25 - İKİNCİ CİLD
- 99.MEKTÛB
(İmâm-ı Rabbânî Ahmedî Fârûkî Serhendî)
Bu mektûb,
seyyid Muhammed Nu’mâna “rahmetullahi teâlâ aleyh” yazılmış olup, ba’zı Evliyâ,
tesavvuf yolunda ilerlerken, kendilerini, Eshâb-ı kirâmın makâmında görüyor.

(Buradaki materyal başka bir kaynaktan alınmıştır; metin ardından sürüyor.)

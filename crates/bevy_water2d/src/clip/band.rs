//! Exact clip against the waterline band.
//!
//! The band is the region under the sampled waterline down to the water
//! floor. Both polygons are snapped to a fixed-point integer grid before the
//! intersection so that nearly-coincident edges resolve the same way every
//! tick; the snapped integers are exactly representable in `f64`, which is
//! what the boolean-ops backend consumes.

use bevy::math::Vec2;
use geo::{BooleanOps, Coord, LineString, Polygon};

use super::ClipResult;
use crate::geometry::{bounds, ensure_ccw, polygon::dedup_vertices};

/// Default fixed-point scale (world units → integer grid).
pub const DEFAULT_CLIP_PRECISION: f64 = 100_000.0;

/// Clips `subject` against the polygon formed by `band` (waterline points,
/// left to right) closed with two corners at `floor_y`.
///
/// May return several disjoint pieces when the waterline dips through a
/// concave subject. Each piece is counter-clockwise and in world units.
pub fn clip_against_band(
  subject: &[Vec2],
  band: &[Vec2],
  floor_y: f32,
  precision: f64,
) -> ClipResult {
  debug_assert!(subject.len() >= 3, "clip subject needs at least 3 vertices");
  if subject.len() < 3 || band.len() < 2 {
    return ClipResult::none();
  }

  let subject_bounds = bounds(subject);
  let band_bounds = bounds(band);
  let left = band_bounds.min.x;
  let right = band_bounds.max.x;

  // Entirely above the highest crest, beside the band, or under the floor.
  if subject_bounds.min.y >= band_bounds.max.y
    || subject_bounds.max.x <= left
    || subject_bounds.min.x >= right
    || subject_bounds.max.y <= floor_y
  {
    return ClipResult::none();
  }

  // Entirely inside: below the lowest trough, above the floor, within span.
  if subject_bounds.max.y <= band_bounds.min.y
    && subject_bounds.min.y >= floor_y
    && subject_bounds.min.x >= left
    && subject_bounds.max.x <= right
  {
    return ClipResult::whole(subject);
  }

  let clip = band_polygon(band, floor_y);
  let subject_poly = to_fixed_polygon(subject, precision);
  let clip_poly = to_fixed_polygon(&clip, precision);

  let intersection = subject_poly.intersection(&clip_poly);

  let pieces: Vec<Vec<Vec2>> = intersection
    .iter()
    .map(|polygon| {
      // Holes only arise from interlocking concave shapes; the exterior ring
      // carries the submerged outline.
      let mut points = from_fixed_ring(polygon.exterior(), precision);
      dedup_vertices(&mut points, (1.0 / precision) as f32);
      ensure_ccw(&mut points);
      points
    })
    .collect();

  ClipResult::from_pieces(pieces)
}

/// Closes the waterline into a counter-clockwise polygon via the floor.
fn band_polygon(band: &[Vec2], floor_y: f32) -> Vec<Vec2> {
  let first = band[0];
  let last = band[band.len() - 1];
  let mut polygon = Vec::with_capacity(band.len() + 2);
  polygon.push(Vec2::new(first.x, floor_y));
  polygon.push(Vec2::new(last.x, floor_y));
  polygon.extend(band.iter().rev().copied());
  ensure_ccw(&mut polygon);
  polygon
}

/// Snaps a world coordinate onto the integer grid.
#[inline]
fn to_fixed(v: f32, precision: f64) -> f64 {
  (v as f64 * precision).round()
}

fn to_fixed_polygon(points: &[Vec2], precision: f64) -> Polygon<f64> {
  let ring: LineString<f64> = points
    .iter()
    .map(|p| Coord {
      x: to_fixed(p.x, precision),
      y: to_fixed(p.y, precision),
    })
    .collect();
  Polygon::new(ring, vec![])
}

/// Converts a closed ring back to world space, dropping the closing vertex.
fn from_fixed_ring(ring: &LineString<f64>, precision: f64) -> Vec<Vec2> {
  let mut points: Vec<Vec2> = ring
    .coords()
    .map(|c| Vec2::new((c.x / precision) as f32, (c.y / precision) as f32))
    .collect();
  if points.len() > 1 && points.first() == points.last() {
    points.pop();
  }
  points
}
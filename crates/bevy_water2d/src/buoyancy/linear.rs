//! Float-height spring model.

use bevy::math::Vec2;

use super::BuoyancyParams;

/// Output of [`linear_forces`]. Lift and drag act at the centre of mass.
#[derive(Clone, Copy, Debug, Default, PartialEq)]
pub struct LinearForces {
  pub lift: Vec2,
  pub drag: Vec2,
  pub torque: f32,
}

impl LinearForces {
  #[inline]
  pub fn total(&self) -> Vec2 {
    self.lift + self.drag
  }

  pub fn scale(&mut self, factor: f32) {
    self.lift *= factor;
    self.drag *= factor;
    self.torque *= factor;
  }
}

/// Lift proportional to how far the object sits below its float height.
///
/// `height_above_waterline` is positive above the surface. The lift factor
/// `1 - height / float_height` reaches zero at the float height; above it
/// the object receives no force at all.
pub fn linear_forces(
  height_above_waterline: f32,
  velocity: Vec2,
  angular_velocity: f32,
  params: &BuoyancyParams,
) -> LinearForces {
  let linear = &params.linear;
  if linear.float_height <= 0.0 {
    return LinearForces::default();
  }
  let factor = 1.0 - height_above_waterline / linear.float_height;
  if factor < 0.0 {
    return LinearForces::default();
  }

  let lift = -params.gravity() * (factor - velocity.y * linear.bounce_damping) * linear.force_scale;
  let drag = -velocity * velocity.length() * linear.planar_drag;
  let torque = -angular_velocity * linear.angular_drag;

  LinearForces { lift, drag, torque }
}
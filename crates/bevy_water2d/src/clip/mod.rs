//! Submerged-polygon extraction.
//!
//! Two strategies clip an object's world-space silhouette against the water:
//!
//! - [`clip_against_line`]: a single Sutherland–Hodgman pass against a
//!   half-plane. Cheap; treats the surface under the object as a straight
//!   line.
//! - [`clip_against_band`]: exact polygon/polygon intersection against the
//!   sampled waterline closed at the water floor, on a fixed-point grid.
//!
//! "No intersection" is a normal outcome and is reported through
//! [`ClipResult::intersects`], never as an error.

mod band;
mod line;
mod waterline;

use bevy::math::Vec2;
use serde::{Deserialize, Serialize};

pub use band::{DEFAULT_CLIP_PRECISION, clip_against_band};
pub use line::clip_against_line;
pub use waterline::WaterLine;

use crate::geometry::{AREA_EPSILON, polygon_area_and_centroid};

/// Which clipping strategy computes submerged geometry.
#[derive(Clone, Copy, Debug, Default, PartialEq, Eq, Serialize, Deserialize)]
#[serde(rename_all = "snake_case")]
pub enum ClipMethod {
  /// Half-plane clip against the surface line under the object.
  #[default]
  Simple,
  /// Exact clip against the sampled waterline band.
  Complex,
}

/// One submerged piece with its area and centroid.
#[derive(Clone, Debug, PartialEq)]
pub struct SubmergedPolygon {
  /// Counter-clockwise vertices.
  pub points: Vec<Vec2>,
  pub area: f32,
  pub centroid: Vec2,
}

impl SubmergedPolygon {
  pub fn new(points: Vec<Vec2>) -> Self {
    let (area, centroid) = polygon_area_and_centroid(&points);
    Self {
      points,
      area,
      centroid,
    }
  }
}

/// Output of a clip: zero or more disjoint submerged pieces.
#[derive(Clone, Debug, Default, PartialEq)]
pub struct ClipResult {
  pub pieces: Vec<SubmergedPolygon>,
  pub intersects: bool,
}

impl ClipResult {
  /// The empty-result sentinel.
  pub fn none() -> Self {
    Self::default()
  }

  /// The subject lies fully in the water.
  pub fn whole(subject: &[Vec2]) -> Self {
    Self::from_pieces(vec![subject.to_vec()])
  }

  /// Builds a result, discarding pieces with no area.
  pub fn from_pieces(pieces: Vec<Vec<Vec2>>) -> Self {
    let pieces: Vec<SubmergedPolygon> = pieces
      .into_iter()
      .filter(|p| p.len() >= 3)
      .map(SubmergedPolygon::new)
      .filter(|p| p.area > AREA_EPSILON)
      .collect();
    Self {
      intersects: !pieces.is_empty(),
      pieces,
    }
  }

  /// Total submerged area.
  pub fn area(&self) -> f32 {
    self.pieces.iter().map(|p| p.area).sum()
  }

  /// Area-weighted centroid of all pieces, or `None` when nothing is
  /// submerged.
  pub fn centroid(&self) -> Option<Vec2> {
    let area = self.area();
    if area <= AREA_EPSILON {
      return None;
    }
    let weighted: Vec2 = self.pieces.iter().map(|p| p.centroid * p.area).sum();
    Some(weighted / area)
  }
}
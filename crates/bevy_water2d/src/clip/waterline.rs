//! Sampled waterline used as the clip boundary.

use bevy::math::Vec2;

/// World-space points sampled along the surface at a fixed stride.
///
/// Rebuilt only when the source surface moved by more than `epsilon` since
/// the last sample, so a calm surface costs nothing per tick.
#[derive(Clone, Debug)]
pub struct WaterLine {
  points: Vec<Vec2>,
  /// Surface heights the current points were sampled from.
  sampled_heights: Vec<f32>,
  stride: usize,
  epsilon: f32,
  revision: u64,
}

impl WaterLine {
  pub fn new(stride: usize, epsilon: f32) -> Self {
    Self {
      points: Vec::new(),
      sampled_heights: Vec::new(),
      stride: stride.max(1),
      epsilon,
      revision: 0,
    }
  }

  /// Resamples from `surface` (left to right) if it moved. Returns true when
  /// the points were rebuilt.
  pub fn update(&mut self, surface: &[Vec2]) -> bool {
    if !self.needs_rebuild(surface) {
      return false;
    }

    self.sampled_heights.clear();
    self.sampled_heights.extend(surface.iter().map(|p| p.y));

    self.points.clear();
    self
      .points
      .extend(surface.iter().step_by(self.stride).copied());
    // The right edge is always part of the boundary.
    if let Some(&last) = surface.last()
      && self.points.last() != Some(&last)
    {
      self.points.push(last);
    }

    self.revision += 1;
    true
  }

  fn needs_rebuild(&self, surface: &[Vec2]) -> bool {
    if surface.len() != self.sampled_heights.len() || self.points.is_empty() {
      return true;
    }
    // Horizontal moves (resize, translation) also invalidate the samples.
    let first_moved = self
      .points
      .first()
      .zip(surface.first())
      .is_some_and(|(a, b)| (a.x - b.x).abs() > self.epsilon);
    first_moved
      || surface
        .iter()
        .zip(&self.sampled_heights)
        .any(|(p, &h)| (p.y - h).abs() > self.epsilon)
  }

  pub fn points(&self) -> &[Vec2] {
    &self.points
  }

  /// Incremented on every rebuild.
  pub fn revision(&self) -> u64 {
    self.revision
  }

  /// Linearly interpolated surface height at `x`, clamped to the ends.
  pub fn height_at(&self, x: f32) -> Option<f32> {
    let first = *self.points.first()?;
    let last = *self.points.last()?;
    if x <= first.x {
      return Some(first.y);
    }
    if x >= last.x {
      return Some(last.y);
    }
    let idx = self.points.partition_point(|p| p.x <= x);
    let a = self.points[idx - 1];
    let b = self.points[idx];
    let span = b.x - a.x;
    if span <= f32::EPSILON {
      return Some(a.y);
    }
    Some(a.y + (b.y - a.y) * (x - a.x) / span)
  }
}
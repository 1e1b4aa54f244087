//! Ambient sine-wave overlay.
//!
//! Purely cosmetic offset added on top of the simulated state when it is
//! published. It never feeds back into the spring chain or the heightmap.

use std::f32::consts::TAU;

use serde::{Deserialize, Serialize};

#[derive(Clone, Debug, PartialEq, Serialize, Deserialize)]
#[serde(default)]
pub struct SineWaves {
  pub enabled: bool,
  /// Peak offset (world units for the spring surface, normalized height for
  /// the heightmap composite).
  pub amplitude: f32,
  /// Distance between crests in world units.
  pub wavelength: f32,
  /// Phase speed in radians per second.
  pub speed: f32,
}

impl Default for SineWaves {
  fn default() -> Self {
    Self {
      enabled: false,
      amplitude: 0.05,
      wavelength: 4.0,
      speed: 1.5,
    }
  }
}

impl SineWaves {
  /// Offset at world position `x` and simulation time `time`.
  #[inline]
  pub fn offset(&self, x: f32, time: f32) -> f32 {
    if !self.enabled || self.wavelength <= 0.0 {
      return 0.0;
    }
    self.amplitude * (TAU * x / self.wavelength + self.speed * time).sin()
  }
}
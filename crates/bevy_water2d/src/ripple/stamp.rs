//! Ripple stamps queued for the next heightmap sub-step.

use std::f32::consts::PI;

use bevy::log::debug;
use bevy::math::Vec2;

use super::buffer::HeightGrid;
use super::obstruction::ObstructionMask;

/// Stamps accepted between two consumptions; the rest are dropped.
pub const MAX_RIPPLES_PER_TICK: usize = 10;

/// A ripple in normalized heightmap coordinates.
#[derive(Clone, Copy, Debug, PartialEq)]
pub struct RippleEvent {
  pub uv: Vec2,
  /// Radius as a fraction of the heightmap width.
  pub radius: f32,
  /// Peak height change at the centre, in normalized units.
  pub strength: f32,
}

/// Bounded queue of pending ripple stamps.
#[derive(Clone, Debug, Default)]
pub struct RippleQueue {
  events: Vec<RippleEvent>,
  dropped: u64,
}

impl RippleQueue {
  /// Queues `event`; returns false (and counts it) when the queue is full.
  pub fn push(&mut self, event: RippleEvent) -> bool {
    if self.events.len() >= MAX_RIPPLES_PER_TICK {
      self.dropped += 1;
      debug!("Ripple queue full, dropping stamp at {:?}", event.uv);
      return false;
    }
    self.events.push(event);
    true
  }

  pub fn len(&self) -> usize {
    self.events.len()
  }

  pub fn is_empty(&self) -> bool {
    self.events.is_empty()
  }

  /// Total stamps dropped since creation.
  pub fn dropped(&self) -> u64 {
    self.dropped
  }

  pub fn drain(&mut self) -> std::vec::Drain<'_, RippleEvent> {
    self.events.drain(..)
  }
}

/// Adds a cosine-falloff bump to `grid`. Cells outside the radius and
/// obstructed cells are left untouched.
pub fn stamp(grid: &mut HeightGrid, mask: &ObstructionMask, event: &RippleEvent) {
  let width = grid.width();
  let height = grid.height();
  let radius = event.radius * width as f32;
  if radius <= 0.0 || event.strength == 0.0 {
    return;
  }
  let center = Vec2::new(event.uv.x * width as f32, event.uv.y * height as f32);

  let x0 = (center.x - radius).floor().max(0.0) as usize;
  let y0 = (center.y - radius).floor().max(0.0) as usize;
  let x1 = ((center.x + radius).ceil().max(0.0) as usize).min(width);
  let y1 = ((center.y + radius).ceil().max(0.0) as usize).min(height);

  for y in y0..y1 {
    for x in x0..x1 {
      if mask.is_blocked(x, y) {
        continue;
      }
      let d = Vec2::new(x as f32 + 0.5, y as f32 + 0.5).distance(center);
      if d >= radius {
        continue;
      }
      let falloff = 0.5 * (1.0 + (PI * d / radius).cos());
      let value = grid.get(x, y) + event.strength * falloff;
      grid.set(x, y, value.clamp(0.0, 1.0));
    }
  }
}

#[cfg(test)]
mod tests {
  use super::*;
  use crate::ripple::buffer::NEUTRAL_HEIGHT;

  #[test]
  fn queue_drops_beyond_cap() {
    let mut queue = RippleQueue::default();
    let event = RippleEvent {
      uv: Vec2::splat(0.5),
      radius: 0.1,
      strength: 0.2,
    };
    let accepted = (0..15).filter(|_| queue.push(event)).count();
    assert_eq!(accepted, MAX_RIPPLES_PER_TICK);
    assert_eq!(queue.dropped(), 5);
    assert_eq!(queue.drain().count(), MAX_RIPPLES_PER_TICK);
    assert!(queue.is_empty());
  }

  #[test]
  fn stamp_stays_inside_radius() {
    let mut grid = HeightGrid::new(20, 20);
    let mask = ObstructionMask::none(20, 20);
    stamp(
      &mut grid,
      &mask,
      &RippleEvent {
        uv: Vec2::splat(0.5),
        radius: 0.2,
        strength: 0.3,
      },
    );
    // Radius of 4 cells around (10, 10).
    assert!(grid.get(10, 10) > NEUTRAL_HEIGHT);
    assert_eq!(grid.get(0, 0), NEUTRAL_HEIGHT);
    assert_eq!(grid.get(10, 15), NEUTRAL_HEIGHT);
    assert!(grid.cells().iter().all(|&c| (0.0..=1.0).contains(&c)));
  }
}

Bunu açıklamakda ve dünyâda Peygamberlere çok derd ve belâ gelmesinin sebebini
bildirmekde ve adem, Fenâ ve Bekâyı anlatmakdadır:
Bismillâhirrahmânirrahîm. Allahü teâlâya
hamd olsun. Onun seçdiği kullarına selâm olsun!
Süâl:
Sâlik, tesavvuf yolunda yükselirken, ba’zan
kendisini, kendinden yüksek olduklarında söz birliği olan Eshâb-ı kirâmın
makâmında görüyor. Hattâ, ekseriyâ Peygamberlerin makâmlarında görüyor. Bu nasıl
olur? Ba’zı kimseler, bu sâlikin o makâmların sâhiblerinin derecesinde olduğunu
söylediğini sanıyor. Bunun için, bu sözüne inanmıyorlar. Hattâ, ona dil
uzatıyorlar. Bunun sebebi nedir?
Cevâb:
Aşağı derecedeki insanların, yükseklerin makâmına
çıkması, fakîrlerin zenginler kapısına ve ihsân sâhiblerinin evlerine giderek,
onlardan ihtiyâclarını dilemelerine, ni’metlerine kavuşmalarına benzer.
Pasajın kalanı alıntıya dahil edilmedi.